The Fitzpatrick Mainstage on the Berkshire Theatre Group’s Stockbridge campus is the site of what I’m told is the country’s oldest continuously operating summer theater. For 89 years the building, converted from a former casino in 1928 by Broadway star Eva Le Gallienne, has staged a wide-ranging repertoire and launched dozens of stage and screen stars.

This season BTG, perhaps looking ahead to next year’s 90th anniversary, has offered a selection of Broadway classics spanning the forties to the eighties, with a dip into the aughts. Earlier this season saw the moving drama Children of a Lesser God on the Mainstage, while up in Pittsfield, The Music Man played in the majestic Colonial Theatre. The intimate Unicorn Theatre hosted the jukebox musical Million Dollar Quartet, followed by At Home in the Zoo, Edward Albee’s late-career completion of his classic Zoo Story.

And now playing in the venerable old Mainstage is the venerable old comedy Arsenic and Old Lace. It’s an old-fashioned play in the classic sense − well plotted, abundantly cast (14 characters!) and with three acts. Scenic designer Randall Parsons has given it a classically old-fashioned living room set − old wood and wallpaper, lace curtains on the windows, a two-landing staircase and stained glass in the front door.

Joseph Kesselring’s play premiered on Broadway in 1941 and was filmed by Frank Capra in 1944. Both versions take note of wartime tensions, then blithely abandon all care to the jovially gruesome tale of the two spinster sisters whose charitable mission is to ease the loneliness of solitary old men by poisoning them.

The play has been a summer- and community-theater staple for six decades, and like any durable warhorse, it more or less runs itself. Director Gregg Edelman gives it the only kind of production it wants or needs − straight-up traditional. The cast also recalls the show’s pro-am history, with a few sparkling performances paired with so-so turns.

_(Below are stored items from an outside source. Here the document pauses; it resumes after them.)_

//! Lazy file-browser demo: a fake filesystem served in pages of 20,
//! expanded with Enter/Right, prefetched as you scroll.

use std::collections::HashMap;
use std::io;
use std::time::Duration;

use crossterm::terminal::disable_raw_mode;
use crossterm::terminal::enable_raw_mode;
use crossterm::terminal::EnterAlternateScreen;
use crossterm::terminal::LeaveAlternateScreen;
use futures::executor::block_on;
use lazytree::crossterm_input::input_event_from_crossterm;
use lazytree::render::render_str_clipped;
use lazytree::EdgeState;
use lazytree::FetchPage;
use lazytree::PageUpdate;
use lazytree::Tree;
use lazytree::TreeSource;
use lazytree::TreeViewAction;
use lazytree::TreeViewState;
use lazytree_core::ROOT_KEY;
use ratatui::backend::CrosstermBackend;
use ratatui::layout::Constraint;
use ratatui::layout::Direction;
use ratatui::layout::Layout;
use ratatui::style::Style;
use ratatui::text::Span;
use ratatui::widgets::Block;
use ratatui::widgets::Borders;
use ratatui::Terminal;

#[derive(Clone, Debug, PartialEq)]
struct Dir {
    id: String,
    name: String,
}

#[derive(Clone, Debug, PartialEq)]
struct FileEntry {
    id: String,
    name: String,
    size: u64,
}

/// In-memory filesystem listing directories and files in fixed-size pages.
struct FakeFs {
    dirs: HashMap<String, Vec<Dir>>,
    files: HashMap<String, Vec<FileEntry>>,
    page_size: usize,
}

impl FakeFs {
    fn generate() -> Self {
        let mut dirs: HashMap<String, Vec<Dir>> = HashMap::new();
        let mut files: HashMap<String, Vec<FileEntry>> = HashMap::new();

        let top: Vec<Dir> = ["src", "docs", "vendor", "assets"]
            .iter()
            .map(|name| Dir {
                id: format!("/{name}"),
                name: name.to_string(),
            })
            .collect();

        for dir in &top {
            let subs: Vec<Dir> = (0..4)
                .map(|i| Dir {
                    id: format!("{}/sub-{i}", dir.id),
                    name: format!("sub-{i}"),
                })
                .collect();
            for sub in &subs {
                files.insert(
                    sub.id.clone(),
                    (0..55)
                        .map(|i| FileEntry {
                            id: format!("{}/file-{i:03}", sub.id),
                            name: format!("file-{i:03}.rs"),
                            size: 128 + (i as u64 * 37) % 9000,
                        })
                        .collect(),
                );
            }
            dirs.insert(dir.id.clone(), subs);
            files.insert(
                dir.id.clone(),
                (0..12)
                    .map(|i| FileEntry {
                        id: format!("{}/readme-{i}", dir.id),
                        name: format!("readme-{i}.md"),
                        size: 1024 + i as u64,
                    })
                    .collect(),
            );
        }
        dirs.insert(ROOT_KEY.to_string(), top);

        Self {
            dirs,
            files,
            page_size: 20,
        }
    }

    fn page<T: Clone>(&self, all: Option<&Vec<T>>, edge: &EdgeState) -> (Vec<T>, usize) {
        let all = all.map(Vec::as_slice).unwrap_or(&[]);
        let items: Vec<T> = all
            .iter()
            .skip(edge.offset)
            .take(self.page_size.min(edge.limit))
            .cloned()
            .collect();
        let next = edge.offset + items.len();
        (items, next)
    }
}

impl TreeSource for FakeFs {
    type Branch = Dir;
    type Leaf = FileEntry;
    type Error = String;

    fn branch_key(&self, branch: &Dir) -> String {
        branch.id.clone()
    }

    fn leaf_key(&self, leaf: &FileEntry) -> String {
        leaf.id.clone()
    }

    async fn fetch_branches(
        &self,
        parent: Option<&Dir>,
        edge: EdgeState,
    ) -> Result<FetchPage<Dir>, String> {
        let key = parent
            .map(|d| d.id.clone())
            .unwrap_or_else(|| ROOT_KEY.to_string());
        let (items, next) = self.page(self.dirs.get(&key), &edge);
        Ok(FetchPage::with_page(items, PageUpdate::advance_to(next)))
    }

    async fn fetch_leaves(
        &self,
        parent: Option<&Dir>,
        edge: EdgeState,
    ) -> Result<FetchPage<FileEntry>, String> {
        let key = parent
            .map(|d| d.id.clone())
            .unwrap_or_else(|| ROOT_KEY.to_string());
        let (items, next) = self.page(self.files.get(&key), &edge);
        Ok(FetchPage::with_page(items, PageUpdate::advance_to(next)))
    }

    fn branch_order(&self, a: &Dir, b: &Dir) -> std::cmp::Ordering {
        a.name.cmp(&b.name)
    }

    fn leaf_order(&self, a: &FileEntry, b: &FileEntry) -> std::cmp::Ordering {
        a.name.cmp(&b.name)
    }
}

fn main() -> io::Result<()> {
    let mut stdout = io::stdout();
    enable_raw_mode()?;
    crossterm::execute!(stdout, EnterAlternateScreen)?;

    let backend = CrosstermBackend::new(stdout);
    let mut terminal = Terminal::new(backend)?;

    let fs = FakeFs::generate();
    let mut tree: Tree<FakeFs> = Tree::new();
    let mut view = TreeViewState::new();
    block_on(tree.load_more(&fs, None)).map_err(io::Error::other)?;
    view.set_cursor(&tree, Some(0));

    let res = run(&mut terminal, &fs, &mut tree, &mut view);

    disable_raw_mode()?;
    crossterm::execute!(terminal.backend_mut(), LeaveAlternateScreen)?;
    terminal.show_cursor()?;
    res
}

fn run<B: ratatui::backend::Backend<Error = io::Error>>(
    terminal: &mut Terminal<B>,
    fs: &FakeFs,
    tree: &mut Tree<FakeFs>,
    view: &mut TreeViewState,
) -> io::Result<()> {
    let mut activated: Option<String> = None;
    loop {
        terminal.draw(|f| {
            let area = f.area();
            let [main, status] = Layout::default()
                .direction(Direction::Vertical)
                .constraints([Constraint::Min(1), Constraint::Length(1)])
                .areas(area);

            let block = Block::default()
                .title("lazytree (j/k, ←/→, Enter, PgUp/PgDn, g/G, q)")
                .borders(Borders::ALL);
            let inner = block.inner(main);
            f.render_widget(block, main);

            let buf = f.buffer_mut();
            view.render(
                inner,
                buf,
                tree,
                fs,
                |item_area, dir, state, buf| {
                    let marker = if state.is_expanded { "▾ " } else { "▸ " };
                    let line = format!("{marker}{}", dir.name);
                    render_str_clipped(
                        item_area.x,
                        item_area.y,
                        item_area.width,
                        buf,
                        &line,
                        Style::default(),
                    );
                },
                |item_area, file, state, buf| {
                    let tail = if state.is_last && state.has_more {
                        "  …loading"
                    } else {
                        ""
                    };
                    let line = format!("{} ({} B){tail}", file.name, file.size);
                    render_str_clipped(
                        item_area.x,
                        item_area.y,
                        item_area.width,
                        buf,
                        &line,
                        Style::default(),
                    );
                },
            );

            let pct = view.viewport.percent().unwrap_or(0);
            let opened = activated.as_deref().unwrap_or("-");
            let line = format!(
                "rows={}  cursor={}  scroll={pct}%  opened={opened}",
                tree.len(),
                view.cursor().map(|c| c as i64).unwrap_or(-1),
            );
            buf.set_span(status.x, status.y, &Span::styled(line, Style::default()), status.width);
        })?;

        // Viewport feedback: page in whatever the visible slice still needs.
        let targets = tree.prefetch_targets(view.visible_range(tree.len()));
        if !targets.is_empty() {
            block_on(tree.load_many(fs, &targets)).map_err(io::Error::other)?;
        }

        if crossterm::event::poll(Duration::from_millis(50))? {
            let event = crossterm::event::read()?;
            if let crossterm::event::Event::Key(key) = &event {
                if key.kind == crossterm::event::KeyEventKind::Press
                    && matches!(key.code, crossterm::event::KeyCode::Char('q'))
                {
                    return Ok(());
                }
            }
            if let Some(ev) = input_event_from_crossterm(event) {
                match view.handle_event(ev, tree, fs) {
                    TreeViewAction::Expanded(dir) => {
                        block_on(tree.load_more(fs, Some(&dir))).map_err(io::Error::other)?;
                    }
                    TreeViewAction::Activated(index) => {
                        activated = tree.node(index).and_then(|n| n.leaf()).map(|l| l.name.clone());
                    }
                    TreeViewAction::Collapsed(_)
                    | TreeViewAction::Redraw
                    | TreeViewAction::None => {}
                }
            }
        }
    }
}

Mia Dillon and Harriet Harris, playing the lethal biddies Martha and Abby, embody the cast’s disparities. Dillon gives us a rather uniform cute-old-lady act, while Harris uses her mobile face, agile body, supple voice and exquisite timing to squeeze out every possible ounce of comedy.

Graham Rowat is Mortimer Brewster, the ladies’ nephew, a drama critic − and oh yes, there are plenty of potshots taken at that profession and the theater in general. He’s sometimes too big, vocally and physically, and is rather too old for the part, but his moments of wild-eyed alarm at his aunts’ escapades, and his twitchy panic when trying to keep the cops and others from finding the body (make that bodies) stowed in the window seat, are priceless.

A running gag in the script is that Jonathan, Mortimer’s gangster brother, bears a striking resemblance to Boris Karloff in his signature role as Frankenstein’s monster. In the original production, that gag had extra punch because Karloff himself played the part. Here, he’s played by Matt Sullivan, who looks the part but also speaks in a mongrel English-German accent, apparently trying to sound like Karloff as well, which worked for Boris but doesn’t make sense for Brooklyn-born Jonathan.

Tom Story plays Jonathan’s sidekick, Dr. Einstein, the plastic surgeon responsible for the Frankenface. At first I thought Story was going for an oily/whiny impression of Peter Lorre, who played the role in the film, but unfortunately that quickly yields to a standard mad German scientist.

Timothy Gulan gives a sweet zaniness to the sisters’ loveable lunatic of a brother, who thinks he’s Teddy Roosevelt. He can’t go upstairs without drawing his pretend sword and leading the “Charge!” up San Juan Hill, and he helpfully buries the deceased gentlemen in the cellar, thinking he’s digging locks for the Panama Canal.

In two cameos, Walton Wilson does the portly pastor in wobbly Irish and the peremptory police lootenant in credible Brooklynese. As another cop, a would-be playwright with a tediously epic script idea, Gerry McIntyre is pure ham. Katie Birenboim plays Mortimer’s fiancée Elaine with screwball-comedy pluck and a Minnie Mouse voice.

Arsenic and Old Lace runs till August 19, and At Home in the Zoo to the 26th, at Berkshire Theatre Group.